The 6th Corps had broken camp near Rohrersville about 5:30 a.m. on the 17th, and headed toward the battlefield with Maj. Gen. William Smith’s 2nd Division in the lead. Smith’s troops arrived on the field about midday, and it wasn’t long before Irwin’s brigade comprising the 20th, 33rd, 49th, and 77th New York, and the 7th Maine was clearing the East Woods and guiding down the Smoketown Road into a haze of smoke and gunfire.

The Union brigade took it on the chin in this action, enduring more than 300 casualties. According to Colonel Irwin, the 20th New York of his command lost an astounding number of killed and wounded. As he wrote in his battle report on September 22: “The Twentieth New York Volunteers by its position was exposed to the heaviest fire in line, which it bore with unyielding courage and returned at every opportunity. The firmness of this regiment deserves very great praise. Colonel [Ernst] Von Vegesack was under fire with his men constantly, and his calm courage gave an admirable example to them. Each of their stand of colors is rent by the balls and shells of the enemy, and their killed and wounded is 145. This regiment was under my own eye in going into action and frequently during the battle, and I take pleasure in strongly testifying to its bravery and good conduct.”

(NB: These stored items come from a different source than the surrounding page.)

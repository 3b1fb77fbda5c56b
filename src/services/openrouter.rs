use reqwest::StatusCode;
use serde::{Deserialize, Serialize};

use super::image::ImagePart;
use super::preview;
use super::provider::{ModelProvider, ProviderError, ProviderErrorKind};

const DEFAULT_BASE_URL: &str = "https://openrouter.ai/api/v1";

#[derive(Debug, Serialize)]
struct ChatMessage {
    role: String,
    content: Vec<ContentPart>,
}

#[derive(Debug, Serialize)]
#[serde(untagged)]
enum ContentPart {
    Text {
        #[serde(rename = "type")]
        content_type: String,
        text: String
    },
    ImageUrl {
        #[serde(rename = "type")]
        content_type: String,
        image_url: ImageData
    },
}

#[derive(Debug, Serialize)]
struct ImageData {
    url: String,
}

#[derive(Debug, Serialize)]
struct ChatRequest {
    model: String,
    messages: Vec<ChatMessage>,
    max_tokens: u32,
}

#[derive(Debug, Deserialize)]
struct ChatResponse {
    choices: Vec<Choice>,
}

#[derive(Debug, Deserialize)]
struct Choice {
    message: MessageContent,
}

#[derive(Debug, Deserialize)]
struct MessageContent {
    content: Option<String>,
}

/// OpenRouter (OpenAI-compatible) chat completion client.
pub struct OpenRouterService {
    api_key: String,
    model: String,
    base_url: String,
    client: reqwest::Client,
}

impl OpenRouterService {
    pub fn new(api_key: String, model: String) -> Self {
        Self {
            api_key,
            model,
            base_url: DEFAULT_BASE_URL.to_string(),
            client: reqwest::Client::new(),
        }
    }

    pub fn with_base_url(mut self, base_url: impl Into<String>) -> Self {
        self.base_url = base_url.into().trim_end_matches('/').to_string();
        self
    }

    pub fn model(&self) -> &str {
        &self.model
    }

    fn build_request(&self, prompt: &str, image: Option<&ImagePart>) -> ChatRequest {
        let mut content = vec![ContentPart::Text {
            content_type: "text".to_string(),
            text: prompt.to_string(),
        }];

        if let Some(image) = image {
            content.push(ContentPart::ImageUrl {
                content_type: "image_url".to_string(),
                image_url: ImageData {
                    url: image.data_url(),
                },
            });
        }

        ChatRequest {
            model: self.model.clone(),
            messages: vec![ChatMessage {
                role: "user".to_string(),
                content,
            }],
            max_tokens: 800,
        }
    }
}

/// Map an HTTP error status to a provider error kind.
fn classify_status(status: StatusCode) -> ProviderErrorKind {
    match status {
        StatusCode::UNAUTHORIZED | StatusCode::FORBIDDEN => ProviderErrorKind::Authentication,
        StatusCode::BAD_REQUEST | StatusCode::NOT_FOUND => ProviderErrorKind::Configuration,
        StatusCode::PAYMENT_REQUIRED => ProviderErrorKind::UpstreamQuota,
        StatusCode::TOO_MANY_REQUESTS => ProviderErrorKind::RateLimited,
        StatusCode::REQUEST_TIMEOUT | StatusCode::GATEWAY_TIMEOUT => ProviderErrorKind::Timeout,
        _ => ProviderErrorKind::Upstream,
    }
}

fn classify_transport(err: &reqwest::Error) -> ProviderErrorKind {
    if err.is_timeout() {
        ProviderErrorKind::Timeout
    } else if err.is_builder() {
        ProviderErrorKind::Configuration
    } else {
        ProviderErrorKind::Network
    }
}

#[async_trait::async_trait]
impl ModelProvider for OpenRouterService {
    async fn invoke(&self, prompt: &str, image: Option<&ImagePart>) -> Result<String, ProviderError> {
        let request = self.build_request(prompt, image);

        log::info!("🤖 Sending request to OpenRouter with model: {}", self.model);
        if let Some(image) = image {
            log::debug!("📤 Attached image: {} ({} bytes encoded)", image.media_type, image.encoded_len());
        }

        let response = self
            .client
            .post(format!("{}/chat/completions", self.base_url))
            .header("Authorization", format!("Bearer {}", self.api_key))
            .header("Content-Type", "application/json")
            .header("HTTP-Referer", "https://github.com/nutrition-estimator") // OpenRouter app attribution
            .header("X-Title", "Nutrition Estimator")
            .json(&request)
            .send()
            .await
            .map_err(|e| ProviderError::new(classify_transport(&e), e.to_string()))?;

        let status = response.status();
        log::debug!("📥 OpenRouter response status: {}", status);

        if !status.is_success() {
            let error_text = response.text().await.unwrap_or_default();
            let kind = classify_status(status);
            log::error!("❌ OpenRouter API error ({}): {}", status, preview(&error_text, 300));
            return Err(ProviderError::new(
                kind,
                format!("OpenRouter API error ({}): {}", status, preview(&error_text, 300)),
            ));
        }

        let chat_response: ChatResponse = response.json().await.map_err(|e| {
            let kind = if e.is_timeout() {
                ProviderErrorKind::Timeout
            } else {
                ProviderErrorKind::InvalidResponse
            };
            ProviderError::new(kind, format!("Could not decode OpenRouter response: {}", e))
        })?;

        let content = chat_response
            .choices
            .into_iter()
            .next()
            .and_then(|choice| choice.message.content)
            .filter(|content| !content.trim().is_empty())
            .ok_or_else(|| {
                ProviderError::new(ProviderErrorKind::InvalidResponse, "OpenRouter returned no completion")
            })?;

        log::debug!("💬 OpenRouter response content: {}", preview(&content, 200));
        Ok(content)
    }
}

That fighting, though, has been treated as a footnote or outright ignored in the major histories of the battle. James Murfin’s 1965 The Gleam of Bayonets does not mention it, and it only warrants a paragraph in Stephen Sears’ 1983 Landscape Turned Red. Map studies of Antietam also pay little heed to the sacrifice of Irwin’s brigade. Bradley Gottfried’s The Maps of Antietam does not show details of Irwin’s advance toward the Hagerstown Pike, nor do the maps in the above-mentioned books. Murfin does, though, include the final position of Irwin’s brigade on one map. The maps of the highly regarded Antietam on the Web website do not indicate Irwin’s role in the fight.

All of this matters for several reasons. One, it is still a common misconception that Maj. Gen. George B. McClellan kept the entire 6th Corps in reserve and its regiments did not see action or were very lightly engaged. Another assumption is that by late afternoon this fighting on the northern end of the battlefield had died down and had entirely shifted to the Sunken Road.

And lastly, as will be discussed on the following pages, it is very possible that one of the iconic images taken of Antietam dead after the battle, and one of the few to show Union corpses, actually shows men of the 20th New York of Irwin’s brigade. That conclusion, as will be seen, is the cumulation of years of research by photo historians and the recent discovery of primary source material, notably the recently discovered Simon G. Elliott map of battlefield burials. The following excellent summary of the fight undertaken by William Irwin’s men is from the just released, Brigades of Antietam: The Union and Confederate Brigades at the Battle of Antietam, edited by Bradley M. Gottfried. Ironically, this fine book also does not include any detailed account of Irwin’s battle movements in its map section.

Read Part II here.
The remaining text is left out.